Following the references from the digital smile design, which is performed using pictures of the face and smile of the patient and a computer program, PowerPoint (Microsoft) or Keynote (Mac), it is possible to correct positioning and minor glitches using smile lines and median with teeth proportionality; a diagnostic wax-up of the upper model was produced, and based on it, silicon guides were made to create the mock-up, guide the enamel/dentin preparation, and subsequently assist in the preparation of a temporary crown with bis-acryl resin. Considering tooth 15, a metal-free preparation was made to cover the full crown with zirconia infrastructure; elements 14, 24, and 25 were chosen for inverted-type 4/5 preparations, and for the anterior teeth, tooth preparation for laminated veneers with incisal wear and no overlap was considered for the treatment . When the tooth preparation was finalized, gingival separation was done by applying the double-wire technique. For this, wires no. 000 and no. 00 (Ultrapak, Ultradent), embedded in hemostatic solution (Hemostop, Dentsply), were used. Considering the molding process, at the time of the light A-silicone insertion, the second wire (no. 00) was removed and the material flowed into the gingival sulcus, copying the terminus region. Soon after, the tray with the putty A-silicone was positioned (Flexitime, Heareus Kulzer). After analyzing the mold quality, the temporary crowns were prepared with A3-colored bis-acryl resin (Structur, Voco), using the silicone guide built on the model with diagnostic wax-up .
The working model was obtained using stone rock type IV (Elite Rock, Zhermack) and then punched through the Accutrac system (Coltene/Whaledent), in laboratory, for later duplication and confection of the veneers in feldspathic ceramics (IPS Empress II, Ivoclar Vivadent). Once tested, adjusted, and approved, the cement agent color was chosen. In order to do so, temporaries were removed and the cement was tested using the try-in system (Variolink II, Ivoclar Vivadent), which are glycerin-based compounds that simulate the cement final color. Thus, based on this choice, the cement was finally selected. Once the cement color (color A3) was chosen, pieces were taken for cementation. Firstly, the try-in was removed, washing it under running water, and, subsequently, 10% hydrofluoric acid was applied (Ceramic Etching Gel, Ivoclar) for 60 seconds. The samples were then washed thoroughly in running water, and after a two-hour drying process, two different layers of silane (Monobond-Ivoclar) were applied for 60 seconds. After the piece preparation, isolation and gingival separation were done, using retractor wire # 000 (Ultrapak, Ultradent), embedded in hemostatic solution (aluminum chloride, Dentsply). The process was then accomplished on the buccal face of the teeth that would receive the veneer. The dental substrate was degreased, with detergent solution (Tergensol, Inodon), conditioned with 37% phosphoric acid (Condac, FGM) for 15 seconds, and then washed for 45 seconds for subsequent drying, leaving the substrate slightly moist. The adhesive system (Gluma, Heraeus Kulzer) was applied for 30 seconds, waiting for the adhesive to penetrate in the conditioned dentin tubules. A light air jet was applied, and then, each tooth was light cured for 30 seconds.

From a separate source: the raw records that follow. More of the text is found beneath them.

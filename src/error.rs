//! Error types for the netlist simulator.
//!
//! This module provides a unified error type [`NetlistError`] that covers
//! all error conditions that can occur while parsing a netlist description,
//! wiring the device graph, building the analog solvers and restoring state.
//!
//! Setup errors are fatal: they describe a broken netlist, not a transient
//! condition. Convergence problems at run time are never reported here; the
//! solvers recover from them in-band and only count them.

use thiserror::Error;

/// Result type alias using [`NetlistError`].
pub type Result<T> = std::result::Result<T, NetlistError>;

fn format_links(links: &[(String, String)]) -> String {
    links
        .iter()
        .map(|(a, b)| format!("{} <==> {}", a, b))
        .collect::<Vec<_>>()
        .join(", ")
}

/// Unified error type for all netlist operations.
#[derive(Error, Debug)]
pub enum NetlistError {
    // ============ Description Parsing Errors ============
    /// Error during lexical analysis
    #[error("Lexer error at line {line}, column {column}: {message}")]
    LexerError {
        line: usize,
        column: usize,
        message: String,
    },

    /// Error during parsing
    #[error("Parse error in '{source_name}' at line {line}: {message}")]
    ParseError {
        source_name: String,
        line: usize,
        message: String,
    },

    /// Netlist source requested by include was never registered
    #[error("Netlist source '{name}' not found")]
    SourceNotFound { name: String },

    // ============ Registration Errors ============
    /// Device class not known to the factory
    #[error("Class '{class}' not found")]
    UnknownDeviceClass { class: String },

    /// Duplicate device name
    #[error("Duplicate device name '{name}'")]
    DuplicateDevice { name: String },

    /// Duplicate alias name
    #[error("Duplicate alias '{alias}'")]
    DuplicateAlias { alias: String },

    /// Duplicate model name
    #[error("Duplicate model name '{name}'")]
    DuplicateModel { name: String },

    /// Parameter registered twice by a device
    #[error("Duplicate parameter '{name}'")]
    DuplicateParam { name: String },

    /// Terminal registered twice
    #[error("Duplicate terminal '{name}'")]
    DuplicateTerminal { name: String },

    /// Invalid parameter value
    #[error("Invalid value '{value}' for parameter '{param}': {message}")]
    InvalidParameter {
        param: String,
        value: String,
        message: String,
    },

    /// Parameter lookup failed
    #[error("Parameter '{name}' not found")]
    ParamNotFound { name: String },

    /// Link list with fewer than two members
    #[error("Link list '{list}' needs at least two terminals")]
    LinkTooShort { list: String },

    /// DIPPINS with an odd number of pins
    #[error("DIPPINS requires an even number of pins, got {count}")]
    OddDipPins { count: usize },

    /// remove_connections found nothing to remove
    #[error("remove_connections: found no occurrence of '{pin}'")]
    ConnectionNotFound { pin: String },

    /// Frontier attachment point not referenced by any link
    #[error("Frontier setup: found no occurrence of '{pin}'")]
    FrontierNotFound { pin: String },

    // ============ Model Errors ============
    /// Model referenced but never registered
    #[error("Model '{model}' not found")]
    UnknownModel { model: String },

    /// Malformed model string
    #[error("Model error in '{model}': {message}")]
    ModelSyntax { model: String, message: String },

    /// Model key not present in the expanded model
    #[error("Entity '{entity}' not found in model '{model}'")]
    UnknownModelEntity { model: String, entity: String },

    // ============ Wiring Errors ============
    /// Terminal lookup failed
    #[error("Terminal '{name}' not found")]
    TerminalNotFound { name: String },

    /// Terminal found but of the wrong kind
    #[error("Object '{name}' is not a {expected}")]
    TerminalKindMismatch { name: String, expected: String },

    /// Terminal added twice to the same net
    #[error("Net '{net}': duplicate terminal '{terminal}'")]
    DuplicateNetTerminal { net: String, terminal: String },

    /// Terminal removed from a net it does not belong to
    #[error("Cannot remove terminal '{terminal}' from net '{net}'")]
    TerminalNotInNet { terminal: String, net: String },

    /// Two rail nets merged
    #[error("Trying to merge two rail nets: '{first}' and '{second}'")]
    RailNetMerge { first: String, second: String },

    /// Input already driven by another rail
    #[error("Input '{input}' already connected")]
    InputAlreadyConnected { input: String },

    /// A mandatory connection could not be made
    #[error("Error connecting '{first}' to '{second}'")]
    ConnectionFailed { first: String, second: String },

    /// Link resolution exhausted its retry budget
    #[error("Error resolving {} link(s): {}", links.len(), format_links(links))]
    UnresolvedLinks { links: Vec<(String, String)> },

    /// Terminals left without a net after resolution
    #[error("Found terminal(s) without a net: {}", terminals.join(", "))]
    TerminalsWithoutNet { terminals: Vec<String> },

    // ============ Truthtable Errors ============
    /// Malformed truthtable header
    #[error("Truthtable '{name}': {message}")]
    TruthTableHeader { name: String, message: String },

    /// Malformed or conflicting truthtable row
    #[error("Truthtable '{name}', line '{row}': {message}")]
    TruthTableRow {
        name: String,
        row: String,
        message: String,
    },

    // ============ Solver Errors ============
    /// Analog terminals present but no solver device instantiated
    #[error("No solver found for this netlist although analog elements are present")]
    NoSolver,

    /// Unknown iterative solver name
    #[error("Unknown solver type '{name}'")]
    UnknownSolver { name: String },

    /// Solver group larger than any supported storage class
    #[error("Encountered net group with {size} nets (maximum is {max})")]
    GroupTooLarge { size: usize, max: usize },

    /// Unsupported terminal kind on an analog net
    #[error("Unhandled element '{terminal}' found on analog net '{net}'")]
    UnhandledSolverTerminal { terminal: String, net: String },

    /// Terminal whose opposite side is on a net outside the group
    #[error("Found terminal '{terminal}' with missing other net")]
    MissingOtherNet { terminal: String },

    // ============ State Errors ============
    /// Snapshot does not match this netlist
    #[error("State mismatch: {message}")]
    StateMismatch { message: String },

    /// Snapshot (de)serialization failed
    #[error("State serialization error: {0}")]
    StateFormat(#[from] serde_json::Error),

    // ============ I/O Errors ============
    /// Error reading a file
    #[error("Failed to read file '{path}': {source}")]
    FileReadError {
        path: String,
        #[source]
        source: std::io::Error,
    },

    /// Error writing a file
    #[error("Failed to write file '{path}': {source}")]
    FileWriteError {
        path: String,
        #[source]
        source: std::io::Error,
    },
}

impl NetlistError {
    /// Create a lexer error
    pub fn lexer(line: usize, column: usize, message: impl Into<String>) -> Self {
        Self::LexerError {
            line,
            column,
            message: message.into(),
        }
    }

    /// Create a parse error
    pub fn parse(source_name: impl Into<String>, line: usize, message: impl Into<String>) -> Self {
        Self::ParseError {
            source_name: source_name.into(),
            line,
            message: message.into(),
        }
    }

    /// Create an invalid parameter error
    pub fn invalid_param(
        param: impl Into<String>,
        value: impl Into<String>,
        message: impl Into<String>,
    ) -> Self {
        Self::InvalidParameter {
            param: param.into(),
            value: value.into(),
            message: message.into(),
        }
    }

    /// Create a model syntax error
    pub fn model_syntax(model: impl Into<String>, message: impl Into<String>) -> Self {
        Self::ModelSyntax {
            model: model.into(),
            message: message.into(),
        }
    }

    /// Create a truthtable header error
    pub fn tt_header(name: impl Into<String>, message: impl Into<String>) -> Self {
        Self::TruthTableHeader {
            name: name.into(),
            message: message.into(),
        }
    }

    /// Create a truthtable row error
    pub fn tt_row(name: impl Into<String>, row: impl Into<String>, message: impl Into<String>) -> Self {
        Self::TruthTableRow {
            name: name.into(),
            row: row.into(),
            message: message.into(),
        }
    }

    /// Create a state mismatch error
    pub fn state(message: impl Into<String>) -> Self {
        Self::StateMismatch {
            message: message.into(),
        }
    }
}

#[cfg(test)]
mod tests {
    use super::*;

    #[test]
    fn test_unresolved_links_lists_every_pair() {
        let err = NetlistError::UnresolvedLinks {
            links: vec![
                ("A.Q".to_string(), "B.A".to_string()),
                ("C.Q".to_string(), "D.B".to_string()),
            ],
        };
        let msg = err.to_string();
        assert!(msg.contains("2 link(s)"));
        assert!(msg.contains("A.Q <==> B.A"));
        assert!(msg.contains("C.Q <==> D.B"));
    }

    #[test]
    fn test_terminals_without_net_message() {
        let err = NetlistError::TerminalsWithoutNet {
            terminals: vec!["X.A".to_string(), "Y.B".to_string()],
        };
        assert_eq!(err.to_string(), "Found terminal(s) without a net: X.A, Y.B");
    }
}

The light-cured resin cement (Variolink II, Ivoclar Vivadent) was activated and placed inside the pieces that were placed into position and light cured again for additional two seconds. The excess cement was removed, using a scalpel blade, and the curing cycle was terminated (40 seconds on each side). Finally, a glycerin layer (Liquid Strip, Ivoclair Vivadent) was applied, on the cervical region, between the union piece and tooth, and resin cement was light cured for another 20 seconds, aiming at blocking the oxygen entrance. The excess cement was removed with the aid of scalpel blade number 15c (Solidor) and polished with silicone cups and felt disks.
After completing the case, the patient evaluated the final result of the installed work, comparing the before and after the installation of the ceramic veneers, and he was very satisfied with the result.